Task details – Scan the material that follows. Copy every line containing the word "warn".

::::

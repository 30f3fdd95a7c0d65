//! WebSocket Connector
//!
//! Production [`Connector`] built on `tokio-tungstenite`. Each connection
//! runs in one spawned task that owns the socket:
//!
//! ```text
//!   session ──Outbound──► connection task ──text frame──► service
//!   session ◄─ConnectionEvent── connection task ◄─frames── service
//! ```
//!
//! The task reports `Opened` once the handshake completes, forwards every
//! text message verbatim (decoding is the session's job), and always ends by
//! reporting `Closed` with the reason. Closing the handle before the
//! handshake completes abandons the dial without ever reporting `Opened`.

use std::time::Duration;

use futures::{SinkExt, StreamExt};
use tokio::sync::mpsc;
use tokio_tungstenite::tungstenite::Message;
use tracing::Instrument;
use url::Url;

use super::{endpoint, ConnectionHandle, ConnectionId, Connector, Outbound};
use crate::error::ChatError;
use crate::events::{CloseReason, ConnectionEvent};

/// Dials the chat service over websocket
#[derive(Clone, Debug)]
pub struct WebSocketConnector {
    connect_timeout: Duration,
}

impl WebSocketConnector {
    /// Connector giving up on a dial after `connect_timeout`
    #[must_use]
    pub fn new(connect_timeout: Duration) -> Self {
        Self { connect_timeout }
    }

    /// The dial timeout
    #[must_use]
    pub fn connect_timeout(&self) -> Duration {
        self.connect_timeout
    }
}

impl Default for WebSocketConnector {
    fn default() -> Self {
        Self::new(Duration::from_secs(10))
    }
}

impl Connector for WebSocketConnector {
    fn connect(
        &self,
        id: ConnectionId,
        uri: Url,
        events: mpsc::Sender<ConnectionEvent>,
    ) -> ConnectionHandle {
        let (outbound_tx, outbound_rx) = mpsc::unbounded_channel();
        let span = tracing::info_span!("connection", %id, endpoint = %endpoint::redact(&uri));

        tokio::spawn(
            run_connection(id, uri, self.connect_timeout, events, outbound_rx).instrument(span),
        );

        ConnectionHandle::new(id, outbound_tx)
    }
}

async fn run_connection(
    id: ConnectionId,
    uri: Url,
    connect_timeout: Duration,
    events: mpsc::Sender<ConnectionEvent>,
    outbound: mpsc::UnboundedReceiver<Outbound>,
) {
    let reason = match drive(id, &uri, connect_timeout, &events, outbound).await {
        Ok(reason) => reason,
        Err(ChatError::ConnectTimeout(_)) => CloseReason::ConnectTimeout,
        Err(ChatError::ConnectFailed(e)) => CloseReason::ConnectFailed(e),
        Err(e) => CloseReason::TransportError(e.to_string()),
    };

    tracing::info!(?reason, "Connection ended");

    // The session may be gone already (teardown); nobody left to tell
    let _ = events.send(ConnectionEvent::Closed { id, reason }).await;
}

async fn drive(
    id: ConnectionId,
    uri: &Url,
    connect_timeout: Duration,
    events: &mpsc::Sender<ConnectionEvent>,
    mut outbound: mpsc::UnboundedReceiver<Outbound>,
) -> Result<CloseReason, ChatError> {
    let handshake =
        tokio::time::timeout(connect_timeout, tokio_tungstenite::connect_async(uri.as_str()));
    tokio::pin!(handshake);

    // A close while dialing drops the half-open socket
    let mut stream = loop {
        tokio::select! {
            dialed = &mut handshake => {
                let (stream, _response) = dialed
                    .map_err(|_| ChatError::ConnectTimeout(connect_timeout))?
                    .map_err(|e| ChatError::ConnectFailed(e.to_string()))?;
                break stream;
            }

            command = outbound.recv() => match command {
                Some(Outbound::Text(_)) => {
                    tracing::warn!("Dropping message queued before the connection opened");
                }
                Some(Outbound::Close) | None => {
                    tracing::debug!("Closed while dialing; handshake abandoned");
                    return Ok(CloseReason::Local);
                }
            },
        }
    };

    tracing::debug!("WebSocket handshake complete");

    if events.send(ConnectionEvent::Opened { id }).await.is_err() {
        if let Err(e) = stream.close(None).await {
            tracing::debug!(error = %e, "Close handshake failed");
        }
        return Ok(CloseReason::Local);
    }

    let (mut sink, mut stream) = stream.split();

    loop {
        tokio::select! {
            command = outbound.recv() => match command {
                Some(Outbound::Text(text)) => {
                    sink.send(Message::Text(text))
                        .await
                        .map_err(|e| ChatError::SendFailed(e.to_string()))?;
                }
                Some(Outbound::Close) | None => {
                    if let Err(e) = sink.close().await {
                        tracing::debug!(error = %e, "Close handshake failed");
                    }
                    return Ok(CloseReason::Local);
                }
            },

            inbound = stream.next() => match inbound {
                Some(Ok(Message::Text(text))) => {
                    if events.send(ConnectionEvent::Message { id, text }).await.is_err() {
                        return Ok(CloseReason::Local);
                    }
                }
                Some(Ok(Message::Binary(bytes))) => match String::from_utf8(bytes) {
                    Ok(text) => {
                        if events.send(ConnectionEvent::Message { id, text }).await.is_err() {
                            return Ok(CloseReason::Local);
                        }
                    }
                    Err(e) => tracing::warn!(error = %e, "Dropping non-UTF-8 binary frame"),
                },
                Some(Ok(Message::Close(frame))) => {
                    let (code, reason) = frame
                        .map(|f| (Some(u16::from(f.code)), f.reason.to_string()))
                        .unwrap_or((None, String::new()));
                    return Ok(CloseReason::Remote { code, reason });
                }
                // Ping/pong are answered by tungstenite itself
                Some(Ok(_)) => {}
                Some(Err(e)) => return Err(ChatError::Transport(e.to_string())),
                None => {
                    return Ok(CloseReason::Remote {
                        code: None,
                        reason: String::new(),
                    })
                }
            },
        }
    }
}
//! Architectural Enforcement Integration Tests
//!
//! This package contains integration tests that enforce architectural principles:
//! - No sleeping in the session core (timers and timeouts only)
//! - No panicking shortcuts (`unwrap`/`expect`) in production code
//! - The core stays headless: no terminal or CLI crates
//!
//! Helpers here locate workspace sources and strip test code so each rule
//! only sees what ships.

use std::fs;
use std::path::{Path, PathBuf};

/// Workspace root, from this crate's manifest directory
#[must_use]
pub fn workspace_root() -> PathBuf {
    Path::new(env!("CARGO_MANIFEST_DIR")).join("../..")
}

/// A production source line
#[derive(Debug, Clone)]
pub struct SourceLine {
    /// File the line came from
    pub path: PathBuf,
    /// 1-based line number
    pub number: usize,
    /// Line text with any trailing `//` comment removed
    pub code: String,
}

impl std::fmt::Display for SourceLine {
    fn fmt(&self, f: &mut std::fmt::Formatter<'_>) -> std::fmt::Result {
        write!(f, "{}:{} - {}", self.path.display(), self.number, self.code.trim())
    }
}

/// Production lines of every `.rs` file under `dir` (relative to the workspace root)
///
/// See [`production_code`] for what counts as test code. Files named in
/// `skip` (by file name) are ignored entirely.
#[must_use]
pub fn production_lines(dir: &str, skip: &[&str]) -> Vec<SourceLine> {
    let root = workspace_root().join(dir);
    let mut lines = Vec::new();

    for entry in walkdir::WalkDir::new(&root)
        .into_iter()
        .filter_map(Result::ok)
    {
        let path = entry.path();
        if path.extension().and_then(|s| s.to_str()) != Some("rs") {
            continue;
        }
        let name = path.file_name().and_then(|s| s.to_str()).unwrap_or_default();
        if skip.contains(&name) {
            continue;
        }
        let Ok(content) = fs::read_to_string(path) else {
            continue;
        };

        lines.extend(
            production_code(&content)
                .into_iter()
                .map(|(number, code)| SourceLine {
                    path: path.to_path_buf(),
                    number,
                    code: code.to_string(),
                }),
        );
    }

    lines
}

/// Non-empty production lines of one file, as `(line number, code)`
///
/// A `#[cfg(test)]` item declared without a body (`mod test_utils;`) is
/// skipped on its own. A `#[cfg(test)]` block (`mod tests {`) ends the
/// file's production code.
#[must_use]
pub fn production_code(content: &str) -> Vec<(usize, &str)> {
    let lines: Vec<&str> = content.lines().collect();
    let mut code = Vec::new();
    let mut idx = 0;

    while idx < lines.len() {
        let line = lines[idx];
        if let Some(rest) = line.trim_start().strip_prefix("#[cfg(test)]") {
            let (item, item_lines) = if rest.trim().is_empty() {
                (lines.get(idx + 1).copied().unwrap_or_default(), 2)
            } else {
                (rest, 1)
            };
            if strip_comment(item).trim_end().ends_with('{') {
                break;
            }
            idx += item_lines;
            continue;
        }

        let stripped = strip_comment(line);
        if !stripped.trim().is_empty() {
            code.push((idx + 1, stripped));
        }
        idx += 1;
    }

    code
}

/// Drop a trailing `//` comment (doc comments included)
#[must_use]
pub fn strip_comment(line: &str) -> &str {
    line.split("//").next().unwrap_or(line)
}

#[cfg(test)]
mod tests {
    use super::*;

    #[test]
    fn test_strip_comment() {
        assert_eq!(strip_comment("let x = 1; // note"), "let x = 1; ");
        assert_eq!(strip_comment("/// docs"), "");
    }

    #[test]
    fn test_test_only_item_does_not_hide_later_code() {
        let content = "\
mod a;
#[cfg(test)]
pub(crate) mod test_utils;
pub use a::Thing;

#[cfg(test)]
mod tests {
    fn helper() { x.unwrap(); }
}
";
        let code: Vec<&str> = production_code(content)
            .into_iter()
            .map(|(_, line)| line)
            .collect();
        assert_eq!(code, vec!["mod a;", "pub use a::Thing;"]);
    }

    #[test]
    fn test_inline_test_attribute_skips_one_line() {
        let content = "#[cfg(test)] mod test_utils;\nfn real() {}\n#[cfg(test)] mod tests {\n}\n";
        let numbers: Vec<usize> = production_code(content).into_iter().map(|(n, _)| n).collect();
        assert_eq!(numbers, vec![2]);
    }

    #[test]
    fn test_core_lib_reexports_are_scanned() {
        let lines = production_lines("client/core/src", &[]);
        assert!(lines
            .iter()
            .any(|l| l.path.ends_with("lib.rs") && l.code.starts_with("pub use")));
    }

    #[test]
    fn test_core_sources_are_found() {
        assert!(!production_lines("client/core/src", &[]).is_empty());
    }
}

::::

Answer below –
                    tracing::warn!("Dropping message queued before the connection opened");
                    Err(e) => tracing::warn!(error = %e, "Dropping non-UTF-8 binary frame"),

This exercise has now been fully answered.